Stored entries
──────────

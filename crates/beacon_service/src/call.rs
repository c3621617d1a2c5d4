//! Arguments of a single service operation.

use core::fmt;

use serde::{Deserialize, Serialize};
use serde_json::{Map, Value};

use crate::method::Method;

/// Record identifier, either numeric or textual.
#[derive(Debug, Clone, PartialEq, Eq, Hash, Serialize, Deserialize)]
#[serde(untagged)]
pub enum Id {
    /// Numeric id, as produced by auto-incrementing stores.
    Number(u64),
    /// Textual id.
    String(String),
}

impl fmt::Display for Id {
    fn fmt(&self, f: &mut fmt::Formatter<'_>) -> fmt::Result {
        match self {
            Id::Number(n) => write!(f, "{n}"),
            Id::String(s) => f.write_str(s),
        }
    }
}

impl From<u64> for Id {
    fn from(value: u64) -> Self {
        Id::Number(value)
    }
}

impl From<&str> for Id {
    fn from(value: &str) -> Self {
        Id::String(value.to_string())
    }
}

impl From<String> for Id {
    fn from(value: String) -> Self {
        Id::String(value)
    }
}

impl From<Id> for Value {
    fn from(id: Id) -> Self {
        match id {
            Id::Number(n) => Value::from(n),
            Id::String(s) => Value::String(s),
        }
    }
}

/// Per-call parameters passed alongside the data.
#[derive(Debug, Clone, Default, PartialEq, Serialize, Deserialize)]
pub struct Params {
    /// Query fields; stores interpret them as equality filters.
    #[serde(default)]
    pub query: Map<String, Value>,
    /// The transport that issued the call (e.g. `"rest"`), `None` for internal calls.
    #[serde(default, skip_serializing_if = "Option::is_none")]
    pub provider: Option<String>,
    /// Free-form values hooks may use to pass data along the chain.
    #[serde(default, skip_serializing_if = "Map::is_empty")]
    pub extra: Map<String, Value>,
}

impl Params {
    /// Creates params for a call issued by the given transport.
    #[must_use]
    pub fn from_provider(provider: impl Into<String>) -> Self {
        Self {
            provider: Some(provider.into()),
            ..Self::default()
        }
    }

    /// Adds a query field.
    #[must_use]
    pub fn with_query(mut self, key: impl Into<String>, value: impl Into<Value>) -> Self {
        self.query.insert(key.into(), value.into());
        self
    }
}

/// One operation and its arguments, exactly as the caller issued them.
#[derive(Debug, Clone, PartialEq)]
pub enum ServiceCall {
    /// `get(id, params)`
    Get {
        /// Record id.
        id: Id,
        /// Call parameters.
        params: Params,
    },
    /// `find(params)`
    Find {
        /// Call parameters.
        params: Params,
    },
    /// `create(data, params)`
    Create {
        /// Record to create.
        data: Value,
        /// Call parameters.
        params: Params,
    },
    /// `update(id, data, params)`
    Update {
        /// Record id.
        id: Id,
        /// Replacement record.
        data: Value,
        /// Call parameters.
        params: Params,
    },
    /// `patch(id?, data, params)`; `None` patches every record matching the query.
    Patch {
        /// Record id, or `None` for a multi-record patch.
        id: Option<Id>,
        /// Fields to merge.
        data: Value,
        /// Call parameters.
        params: Params,
    },
    /// `remove(id?, params)`; `None` removes every record matching the query.
    Remove {
        /// Record id, or `None` for a multi-record removal.
        id: Option<Id>,
        /// Call parameters.
        params: Params,
    },
}

impl ServiceCall {
    /// Returns the operation this call invokes.
    #[must_use]
    pub fn method(&self) -> Method {
        match self {
            ServiceCall::Get { .. } => Method::Get,
            ServiceCall::Find { .. } => Method::Find,
            ServiceCall::Create { .. } => Method::Create,
            ServiceCall::Update { .. } => Method::Update,
            ServiceCall::Patch { .. } => Method::Patch,
            ServiceCall::Remove { .. } => Method::Remove,
        }
    }

    /// Returns the record id, if the call carries one.
    #[must_use]
    pub fn id(&self) -> Option<&Id> {
        match self {
            ServiceCall::Get { id, .. } | ServiceCall::Update { id, .. } => Some(id),
            ServiceCall::Patch { id, .. } | ServiceCall::Remove { id, .. } => id.as_ref(),
            ServiceCall::Find { .. } | ServiceCall::Create { .. } => None,
        }
    }

    /// Returns the call data, if the call carries any.
    #[must_use]
    pub fn data(&self) -> Option<&Value> {
        match self {
            ServiceCall::Create { data, .. }
            | ServiceCall::Update { data, .. }
            | ServiceCall::Patch { data, .. } => Some(data),
            ServiceCall::Get { .. } | ServiceCall::Find { .. } | ServiceCall::Remove { .. } => None,
        }
    }

    /// Returns mutable access to the call data, if the call carries any.
    pub fn data_mut(&mut self) -> Option<&mut Value> {
        match self {
            ServiceCall::Create { data, .. }
            | ServiceCall::Update { data, .. }
            | ServiceCall::Patch { data, .. } => Some(data),
            ServiceCall::Get { .. } | ServiceCall::Find { .. } | ServiceCall::Remove { .. } => None,
        }
    }

    /// Returns the call parameters.
    #[must_use]
    pub fn params(&self) -> &Params {
        match self {
            ServiceCall::Get { params, .. }
            | ServiceCall::Find { params }
            | ServiceCall::Create { params, .. }
            | ServiceCall::Update { params, .. }
            | ServiceCall::Patch { params, .. }
            | ServiceCall::Remove { params, .. } => params,
        }
    }

    /// Returns mutable access to the call parameters.
    pub fn params_mut(&mut self) -> &mut Params {
        match self {
            ServiceCall::Get { params, .. }
            | ServiceCall::Find { params }
            | ServiceCall::Create { params, .. }
            | ServiceCall::Update { params, .. }
            | ServiceCall::Patch { params, .. }
            | ServiceCall::Remove { params, .. } => params,
        }
    }
}
//! Realtime lifecycle events for Beacon services.
//!
//! Installing the realtime wrapper on a registered service makes every
//! successful call to an instrumented method publish a [`ServiceEvent`]
//! carrying the final, post-hook result. The wrapper is transparent: callers
//! receive exactly what they would have received without it, and failed
//! calls never emit.
//!
//! | method   | default event |
//! |----------|---------------|
//! | `create` | `created`     |
//! | `update` | `updated`     |
//! | `patch`  | `patched`     |
//! | `remove` | `removed`     |
//! | `get`, `find` | none     |
//!
//! # Example
//!
//! ```
//! use beacon_realtime::{RealtimeConfig, install};
//! use beacon_service::{App, MemoryService, Params};
//! use serde_json::json;
//! use std::sync::{Arc, Mutex};
//!
//! # tokio::runtime::Builder::new_current_thread().build().unwrap().block_on(async {
//! let mut app = App::new();
//! app.use_service("messages", MemoryService::new()).unwrap();
//! install(&mut app, "messages", RealtimeConfig::default()).unwrap();
//!
//! let messages = app.service("messages").unwrap();
//! let seen = Arc::new(Mutex::new(Vec::new()));
//! let sink = Arc::clone(&seen);
//! messages.events().on("created", move |event| {
//!     sink.lock().unwrap().push(event.payload.clone());
//! });
//!
//! let created = messages.create(json!({ "text": "hi" }), Params::default()).await.unwrap();
//! assert_eq!(*seen.lock().unwrap(), vec![created]);
//! # });
//! ```
//!
//! [`ServiceEvent`]: beacon_service::ServiceEvent

pub mod config;
pub mod error;
pub mod install;
pub mod interceptor;
pub mod plugin;
pub mod registry;
pub mod relay;

pub use config::{ConfigError, EmissionErrorPolicy, EmitTiming, EventMap, RealtimeConfig};
pub use error::InstallError;
pub use install::{effective_methods, install, realtime_wrapper};
pub use interceptor::RealtimeService;
pub use plugin::RealtimePlugin;
pub use relay::EventRelay;

/// Re-export all common types for easy access.
pub mod prelude {
    pub use crate::{
        EmissionErrorPolicy, EmitTiming, EventMap, InstallError, RealtimeConfig, RealtimePlugin,
        install, realtime_wrapper,
    };
}
//! Realtime lifecycle events for hook-driven CRUD services.
//!
//! Wrap a registered service with [`realtime_wrapper`](beacon_realtime::realtime_wrapper)
//! and every successful mutating call is republished on the service's
//! [`EventBus`](beacon_service::EventBus) with the same value the caller receives.

pub use beacon_internal::*;

/// Re-export all common types for easy access.
pub mod prelude {
    pub use beacon_internal::prelude::*;
}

──────────

All lines in the records that contain "issued" are to be copied and returned.

    /// The transport that issued the call (e.g. `"rest"`), `None` for internal calls.
    /// Creates params for a call issued by the given transport.
/// One operation and its arguments, exactly as the caller issued them.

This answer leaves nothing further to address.